Alan PartridgeReviewed By Jay Seaver
Posted 05/19/14 11:57:49
(Worth A Look)
Based on the original British name for this movie ("Alan Partridge: Alpha Papa"), I expected it to be doing more - for instance, for there to be some sort of subplot about Partridge and his kids. Fortunately, that's not the case; instead of trying to do too much, it lets a bunch of funny people make the most of one crazy situation.That crazy situation? A siege, with recently laid off radio host Pat Farrell (Colm Meaney) holding the rest of the station hostage - that is, except for Alan Partridge (Steve Coogan), another host whom Pat insists on having as his go-between with the police. Partridge is happy to do so - less out of any sort of innate bravery than the fact that his show is probably next on the chopping block after Pat's, there are better jobs out there, and a little extra publicity never hurts.
When someone doesn't recognize Alan during all this, he's hurt, saying it hasn't been that long since he was on the telly. That's just about the only obvious indication that Steve Coogan has been playing Partridge off and on for roughly twenty years, making this vapid creation the signature role of an actor best known in America for snobbish intellectuals. No previous knowledge is necessary - I've never caught any of Coogan's previous TV shows - which is probably a good decision. For all that this is Coogan's character, he's also kind of universal in that every area probably has a radio personality or ten who have stuck around forever by dint of being familiar despite not actually offering that much once you try to figure out their appeal. And yet, for all that the likes of Alan Partridge and Pat Farrell are eminently replaceable, they gain our sympathy in party because we know that the consolidation of radio stations that is apparently as prevalent in the UK as it is in America, and we all know that the efficiencies and economies of scale driving it offer listeners very little, and take away what charms these guys have (I idly wonder if the Alan Partridge franchise provided a satirical-yet-telling history of the British broadcast business over the last twenty years).
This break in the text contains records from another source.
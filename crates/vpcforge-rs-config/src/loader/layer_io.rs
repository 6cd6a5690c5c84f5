//! IO helpers for reading config layers from disk.

use super::{
    ConfigLayer, ConfigLayerSource, DEFAULT_CONFIG_DIR, DEFAULT_CONFIG_FILE, LoadedLayer,
    SYSTEM_CONFIG_PATH, SYSTEM_REQUIREMENTS_PATH, SchemaMode, schema,
};
use crate::ConfigError;
use directories::UserDirs;
use log::debug;
use serde_json::Value;
use std::fs;
use std::path::{Path, PathBuf};

/// Load an optional layer if the provided path exists.
pub(super) fn load_optional_layer(
    source: ConfigLayerSource,
    path: Option<&Path>,
) -> Result<Option<LoadedLayer>, ConfigError> {
    let Some(path) = path else {
        return Ok(None);
    };
    if !path.exists() {
        debug!(
            "optional layer missing (source={:?}, path={})",
            source,
            path.display()
        );
        return Ok(None);
    }
    load_required_layer(source, path).map(Some)
}

/// Load and validate a required layer from disk.
pub(super) fn load_required_layer(
    source: ConfigLayerSource,
    path: &Path,
) -> Result<LoadedLayer, ConfigError> {
    debug!(
        "loading config layer (source={:?}, path={})",
        source,
        path.display()
    );
    let contents = fs::read_to_string(path)?;
    let value: Value = json5::from_str(&contents)?;
    schema::validate_layer_schema(&value, SchemaMode::Partial, &layer_label(source, path))?;
    Ok(LoadedLayer {
        meta: ConfigLayer {
            source,
            path: Some(path.to_path_buf()),
        },
        value,
    })
}

/// Label used as the prefix of schema validation errors.
fn layer_label(source: ConfigLayerSource, path: &Path) -> String {
    let name = match source {
        ConfigLayerSource::Requirements => "requirements",
        ConfigLayerSource::System => "system",
        ConfigLayerSource::User => "user",
        ConfigLayerSource::Cwd => "cwd",
        ConfigLayerSource::Runtime => "runtime",
        ConfigLayerSource::Env => "env",
    };
    format!("{name}({})", path.display())
}

/// Default system config path on Unix; None elsewhere.
pub(super) fn default_system_config_path() -> Option<PathBuf> {
    Some(PathBuf::from(SYSTEM_CONFIG_PATH))
}

/// Default requirements path.
pub(super) fn default_requirements_path() -> Option<PathBuf> {
    Some(PathBuf::from(SYSTEM_REQUIREMENTS_PATH))
}

/// Default user config path under the home directory.
pub(super) fn default_user_config_path() -> Option<PathBuf> {
    UserDirs::new().map(|dirs| {
        dirs.home_dir()
            .join(DEFAULT_CONFIG_DIR)
            .join(DEFAULT_CONFIG_FILE)
    })
}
What does someone like Alan Partridge offer? Pure, empty-headed foolishness, with Coogan and his co-writers finding a level of pomposity and selfishness that is funny because the general harmlessness of it counteracts just how unearned it is; even when Alan is actually active, he's so clumsy that it's hard to give him credit. He's ridiculous, but Coogan knows how to use Alan's blankness to make things seem more absurd. There's a little bit of that to how Colm Meaney plays Pat, albeit with enough substance to make him dangerous. Meaney is at his best when showing a short of working-class charm, and he comes off as the friendliest armed hostage-taker you can imagine, just a man who loves his old job and can't think of a better way to continue doing it. They've got a capable cast to play off, with Tim Key getting the most time and the best chance at fun reactions as "Sidekick Simon".
They've got a good string of jokes to work with, with a team of five writers making sure that no minute goes by without some sort of gag coming into play, with director Declan Lowney staging things so that funny things are occasionally happening in the background as well as up front. There are some downright odd moments, but Lowney and company never get too fancy, just keeping the camera on what's going on and not trying to draw attention to how this is a movie rather than TV, though it never looks cheap. There's a bunch of fun goofing on both radio and siege movies, and while just about every character is kind of dumb in his or her own way, the movie seldom outright mocks them or makes watching what's goign on frustrating. It's go a few bits that clunk, but for the most part, it sets gags up and quickly follows through."Alan Partridge" does show its TV roots in a few ways - it's broad and simple in concept in a way that is a lot easier when the people involved know a character works and just needs a story's worth of jokes rather than an arc. American viewers might not necessarily want to dig up twenty years of Coogan playing Partridge after seeing this, but they'll almost certainly enjoy how Coogan and company have got this sort of comedy down to a science.